Sunday, March 4, 2012

I can't save the world - I can't even save myself

I'm feeling very overwhelmed right now.  Does anyone else feel the overwhelming pressure to save the world, the country, their community, their schools, and their children? No, just me...figures.

It's not a news flash that I suffer from anxiety. I've written about that dozens of times.  And now my eight-year-old is struggling with the same issue which not only breaks my heart, but has thrown me into high alert.  Add to that I am living with my mother-in-law and worried about her physical and mental health being far from her home, language, culture, and now dealing with the death of two family members.

Now let's just talk about the everyday stuff: exercise, eating right, hygiene.  Then there is school, homework, social life, sports teams, not to mention trying to raise my sons to be gentleman of high moral values.  And I'm not asking for perfection, but I would like to say write a Thank you note without hearing, "NO! Why do I have to?"

Those are the others that I am charged with caring for, sometimes I find time to think (being the operative word) about taking care for myself but only after I have taken care of the house and serviced my husband who is constantly reminding me how neglected he is being last on my list.

Living in OH it is now time for the Primary.  We have a school levy that needs to pass just to keep our schools up and running at this point.  We are being bombarded with campaign calls, commercials, and propaganda.  Across the world my relatives that have worked their whole life and should be considering what to do in their Golden Years are eating once a day in a desperate attempt to have enough money to keep the water and electric on one more month.
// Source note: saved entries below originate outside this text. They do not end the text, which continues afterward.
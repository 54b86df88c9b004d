//! Data connections.
//!
//! A socket whose first frame is `ConnectionReady` stops being framed:
//! everything after the handshake is raw session payload. The bytes the
//! frame reader had already buffered past the handshake are kept as a
//! prefix and returned by the first reads, before the socket itself.

use std::io;
use std::net::{Shutdown, SocketAddr};
use std::pin::Pin;
use std::task::{Context, Poll};

use bytes::{Buf, Bytes};
use tokio::io::{AsyncRead, AsyncWrite, ReadBuf};
use tokio::net::TcpStream;

use crate::coordinator::Command;
use crate::types::CommandTx;

/// Raw data socket for one session, handed to `join_session` /
/// `wait_for_data_connection` callers.
///
/// Reading EOF (the engine closed its end) or dropping it removes it
/// from the server's data-connection set.
#[derive(Debug)]
pub struct DataConnection {
    session_id: String,
    link_id: u64,
    peer_addr: SocketAddr,
    prefix: Bytes,
    stream: TcpStream,
    commands: Option<CommandTx>,
}

/// Server-side handle on a live data connection, used to force it
/// closed on `stop()`.
#[derive(Debug)]
pub(crate) struct DataLink {
    pub link_id: u64,
    shadow: std::net::TcpStream,
}

impl DataLink {
    pub fn shutdown(&self) {
        let _ = self.shadow.shutdown(Shutdown::Both);
    }

    /// True once the peer has closed its end (or the socket failed).
    /// Never blocks: the socket is in non-blocking mode.
    pub fn peer_closed(&self) -> bool {
        let mut byte = [0u8; 1];
        match self.shadow.peek(&mut byte) {
            Ok(0) => true,
            Ok(_) => false,
            Err(e) => e.kind() != io::ErrorKind::WouldBlock,
        }
    }
}

impl DataConnection {
    pub(crate) fn new(
        session_id: String,
        link_id: u64,
        stream: TcpStream,
        prefix: Bytes,
        commands: CommandTx,
    ) -> io::Result<(Self, DataLink)> {
        let peer_addr = stream.peer_addr()?;

        // Keep a second handle on the socket so the server can shut it
        // down while the caller owns the tokio stream.
        let std_stream = stream.into_std()?;
        let shadow = std_stream.try_clone()?;
        let stream = TcpStream::from_std(std_stream)?;

        let conn = DataConnection {
            session_id,
            link_id,
            peer_addr,
            prefix,
            stream,
            commands: Some(commands),
        };
        Ok((conn, DataLink { link_id, shadow }))
    }

    pub fn session_id(&self) -> &str {
        &self.session_id
    }

    pub fn peer_addr(&self) -> SocketAddr {
        self.peer_addr
    }

    /// Bytes received together with the handshake that have not been
    /// read yet.
    pub fn residual(&self) -> &[u8] {
        &self.prefix
    }

    pub(crate) fn link_id(&self) -> u64 {
        self.link_id
    }

    /// Tell the server this socket is gone. Only the first call sends.
    fn notify_closed(&mut self) {
        if let Some(tx) = self.commands.take() {
            let _ = tx.send(Command::DataClosed {
                session_id: self.session_id.clone(),
                link_id: self.link_id,
            });
        }
    }
}

impl AsyncRead for DataConnection {
    fn poll_read(
        self: Pin<&mut Self>,
        cx: &mut Context<'_>,
        buf: &mut ReadBuf<'_>,
    ) -> Poll<io::Result<()>> {
        let this = self.get_mut();
        if !this.prefix.is_empty() {
            let n = this.prefix.len().min(buf.remaining());
            buf.put_slice(&this.prefix[..n]);
            this.prefix.advance(n);
            return Poll::Ready(Ok(()));
        }

        let had_room = buf.remaining() > 0;
        let before = buf.filled().len();
        let poll = Pin::new(&mut this.stream).poll_read(cx, buf);
        match &poll {
            // EOF: the peer closed its end.
            Poll::Ready(Ok(())) if had_room && buf.filled().len() == before => {
                this.notify_closed()
            }
            Poll::Ready(Err(_)) => this.notify_closed(),
            _ => {}
        }
        poll
    }
}

impl AsyncWrite for DataConnection {
    fn poll_write(
        self: Pin<&mut Self>,
        cx: &mut Context<'_>,
        buf: &[u8],
    ) -> Poll<io::Result<usize>> {
        Pin::new(&mut self.get_mut().stream).poll_write(cx, buf)
    }

    fn poll_flush(self: Pin<&mut Self>, cx: &mut Context<'_>) -> Poll<io::Result<()>> {
        Pin::new(&mut self.get_mut().stream).poll_flush(cx)
    }

    fn poll_shutdown(self: Pin<&mut Self>, cx: &mut Context<'_>) -> Poll<io::Result<()>> {
        Pin::new(&mut self.get_mut().stream).poll_shutdown(cx)
    }
}

impl Drop for DataConnection {
    fn drop(&mut self) {
        self.notify_closed();
    }
}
I am overwhelmed.  I can't help anyone.  I can't make people see that voting is not an inconvenience but a privilege.  I can't make them see that people in Greece are not lazy, they believed in their government that in turn lied, cheated, and stole from them.  I can't bring back my mother-in-laws health or relatives.  I can't stop my son from having a panic attack every Monday morning when he returns to school.  Hell I can't even get someone here to take out the garbage!

I am overwhelmed.  I didn't think I was in this alone....but it sure feels that way.  We can't discuss the school levy without arguments over how money should be spent.  How should it be spent? On our future, that is our children.  We can not discuss the Greek economy without arguing over what is wrong with our own.  What is wrong with our economy? We handed it over to a bunch of greedy @&(#@.   We can't discuss what is going wrong with our kids because it makes us look bad as parents.  Am I a bad parent?  Some days, hell yes and I will own it.

I am overwhelmed.  I want to save the world, but I'm not even sure I can save myself.

1 comment:

  1. Me too! Life is hard! But as "they" say.. whoever "they" are.. what doesn't kill us makes a stronger! Hang in there my friend... you are my hero and someone I aspire to be like, if you fall I fall! Love you and miss you and will definitely pray for you!